Trade Agreements: An Opportunity to Address Environmental Concerns?

Thursday, April 28, 2022

Regional or bilateral trade promotion agreements, like the North American Free Trade Agreement (NAFTA), sometimes include environmental obligations for signatories. But only a few of these allow for environmental submissions—a process where persons or legal entities can raise issues with the enforcement record of any of the signatory nations. In this month’s issue of ELR—The Environmental Law Reporter, Dino Delgado Gutiérrez, former Executive Director of the Secretariat for Submissions on Environmental Enforcement Matters of the United States-Peru Trade Promotion Agreement, examines the history of submission mechanisms for numerous trade agreements in Latin America, and highlights trends, lessons learned, and recommendations for improving these processes.

Shipping port

In the two decades since the first environmental submission under NAFTA, 156 submissions have been filed. Gutiérrez’s article analyzes agreements between the United States and Mexico, Canada, the Dominican Republic, Peru, Panama, and Colombia. The vast majority of submissions under these agreements have concerned pollution, wildlife protection, authorization and operation regarding building and construction, and hazardous waste.

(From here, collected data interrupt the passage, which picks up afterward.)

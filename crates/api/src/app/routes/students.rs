use std::sync::Arc;

use axum::{
    Json, Router,
    extract::{Extension, Path, rejection::JsonRejection},
    http::StatusCode,
    response::IntoResponse,
    routing::{get, post},
};

use saddlebook_core::RecordIndex;

use crate::app::services::{self, AppServices};
use crate::app::{dto, errors};

pub fn router() -> Router {
    Router::new()
        .route("/", get(list_students))
        .route("/register", post(register_student))
        .route("/:index", get(get_student).delete(delete_student))
        .route("/:index/decrease-credit", post(decrease_credit))
        .route("/:index/mark-paid", post(mark_paid))
}

fn parse_index(raw: &str) -> Result<RecordIndex, axum::response::Response> {
    raw.parse::<RecordIndex>()
        .map_err(errors::domain_error_to_response)
}

pub async fn list_students(
    Extension(services): Extension<Arc<AppServices>>,
) -> axum::response::Response {
    match services::run(&services, |s| s.list()).await {
        Ok(records) => (StatusCode::OK, Json(records)).into_response(),
        Err(resp) => resp,
    }
}

pub async fn register_student(
    Extension(services): Extension<Arc<AppServices>>,
    body: Result<Json<dto::RegisterStudentRequest>, JsonRejection>,
) -> axum::response::Response {
    let Json(body) = match body {
        Ok(b) => b,
        Err(rejection) => return errors::json_rejection_to_response(rejection),
    };

    match services::run(&services, move |s| s.register(body.into())).await {
        Ok(record) => (
            StatusCode::CREATED,
            Json(serde_json::json!({
                "message": "student registered",
                "data": record,
            })),
        )
            .into_response(),
        Err(resp) => resp,
    }
}

pub async fn get_student(
    Extension(services): Extension<Arc<AppServices>>,
    Path(index): Path<String>,
) -> axum::response::Response {
    let index = match parse_index(&index) {
        Ok(i) => i,
        Err(resp) => return resp,
    };
    match services::run(&services, move |s| s.get(index)).await {
        Ok(record) => (StatusCode::OK, Json(record)).into_response(),
        Err(resp) => resp,
    }
}

pub async fn delete_student(
    Extension(services): Extension<Arc<AppServices>>,
    Path(index): Path<String>,
) -> axum::response::Response {
    let index = match parse_index(&index) {
        Ok(i) => i,
        Err(resp) => return resp,
    };
    match services::run(&services, move |s| s.delete(index)).await {
        Ok(record) => (
            StatusCode::OK,
            Json(serde_json::json!({
                "message": "student record deleted",
                "deleted_student": record,
            })),
        )
            .into_response(),
        Err(resp) => resp,
    }
}

pub async fn decrease_credit(
    Extension(services): Extension<Arc<AppServices>>,
    Path(index): Path<String>,
) -> axum::response::Response {
    let index = match parse_index(&index) {
        Ok(i) => i,
        Err(resp) => return resp,
    };
    match services::run(&services, move |s| s.decrease_credit(index)).await {
        Ok(remaining) => (
            StatusCode::OK,
            Json(serde_json::json!({
                "message": "lesson credit used",
                "ders_hakki": remaining,
            })),
        )
            .into_response(),
        Err(resp) => resp,
    }
}

pub async fn mark_paid(
    Extension(services): Extension<Arc<AppServices>>,
    Path(index): Path<String>,
) -> axum::response::Response {
    let index = match parse_index(&index) {
        Ok(i) => i,
        Err(resp) => return resp,
    };
    match services::run(&services, move |s| s.mark_paid(index)).await {
        Ok(record) => (
            StatusCode::OK,
            Json(serde_json::json!({
                "message": "payment recorded",
                "data": record,
            })),
        )
            .into_response(),
        Err(resp) => resp,
    }
}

Gutiérrez draws on case examples from across the region, as well as his own experience, and highlights the importance of cultivating relationships between the secretariats of these agreements and supporting their functional autonomy. While submission mechanisms have endured criticism, Gutiérrez argues for their value as opportunities for independent bodies to evaluate the effectiveness of countries’ domestic environmental enforcement. To further these goals, efforts should be made to educate civil society about submission processes, and to establish clear deadlines for timely submission procedures.